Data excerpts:
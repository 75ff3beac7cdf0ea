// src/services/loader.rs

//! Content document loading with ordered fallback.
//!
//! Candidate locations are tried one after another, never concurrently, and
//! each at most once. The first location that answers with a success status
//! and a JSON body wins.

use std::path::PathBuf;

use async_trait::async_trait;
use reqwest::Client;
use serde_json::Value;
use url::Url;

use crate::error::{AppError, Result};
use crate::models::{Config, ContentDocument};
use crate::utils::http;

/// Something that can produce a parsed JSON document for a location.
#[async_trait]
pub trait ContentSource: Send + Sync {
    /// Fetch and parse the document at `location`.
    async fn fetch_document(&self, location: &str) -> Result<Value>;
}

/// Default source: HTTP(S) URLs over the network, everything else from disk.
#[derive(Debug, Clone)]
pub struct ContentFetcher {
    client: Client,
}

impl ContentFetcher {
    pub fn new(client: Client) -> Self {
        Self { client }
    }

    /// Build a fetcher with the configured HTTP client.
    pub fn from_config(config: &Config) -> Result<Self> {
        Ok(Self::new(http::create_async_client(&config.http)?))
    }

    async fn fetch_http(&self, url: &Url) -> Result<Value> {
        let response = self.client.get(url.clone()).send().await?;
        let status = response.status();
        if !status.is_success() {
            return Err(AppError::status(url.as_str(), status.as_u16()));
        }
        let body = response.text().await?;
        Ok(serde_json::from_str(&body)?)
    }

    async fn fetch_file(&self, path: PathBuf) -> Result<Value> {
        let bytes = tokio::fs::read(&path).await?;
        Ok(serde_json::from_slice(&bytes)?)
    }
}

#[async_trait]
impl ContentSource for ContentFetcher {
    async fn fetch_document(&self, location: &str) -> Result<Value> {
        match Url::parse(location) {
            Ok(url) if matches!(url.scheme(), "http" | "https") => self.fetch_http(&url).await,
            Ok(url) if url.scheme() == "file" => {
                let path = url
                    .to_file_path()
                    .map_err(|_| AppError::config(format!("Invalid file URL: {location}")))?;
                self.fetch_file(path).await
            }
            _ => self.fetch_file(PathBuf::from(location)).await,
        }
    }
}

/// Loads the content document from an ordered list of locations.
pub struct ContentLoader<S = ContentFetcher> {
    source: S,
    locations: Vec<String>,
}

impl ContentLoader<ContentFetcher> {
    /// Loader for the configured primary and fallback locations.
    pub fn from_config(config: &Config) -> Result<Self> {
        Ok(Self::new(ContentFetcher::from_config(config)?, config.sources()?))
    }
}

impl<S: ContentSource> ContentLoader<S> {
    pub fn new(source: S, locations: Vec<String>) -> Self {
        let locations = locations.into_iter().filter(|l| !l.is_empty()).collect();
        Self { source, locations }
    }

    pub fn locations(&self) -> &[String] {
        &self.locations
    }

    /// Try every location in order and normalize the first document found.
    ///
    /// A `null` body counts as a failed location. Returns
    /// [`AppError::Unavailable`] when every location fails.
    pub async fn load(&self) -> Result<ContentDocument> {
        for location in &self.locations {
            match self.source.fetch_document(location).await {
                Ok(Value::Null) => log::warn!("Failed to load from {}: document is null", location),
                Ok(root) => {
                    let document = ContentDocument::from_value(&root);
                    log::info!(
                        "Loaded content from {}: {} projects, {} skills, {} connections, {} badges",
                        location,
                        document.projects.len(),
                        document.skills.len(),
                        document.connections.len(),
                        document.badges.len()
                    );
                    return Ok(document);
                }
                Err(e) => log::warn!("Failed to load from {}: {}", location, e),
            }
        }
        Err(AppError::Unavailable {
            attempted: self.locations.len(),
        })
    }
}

**Task description**
Every line from the data above that contains "first" must appear in the answer.

**Output**
//! each at most once. The first location that answers with a success status
    /// Try every location in order and normalize the first document found.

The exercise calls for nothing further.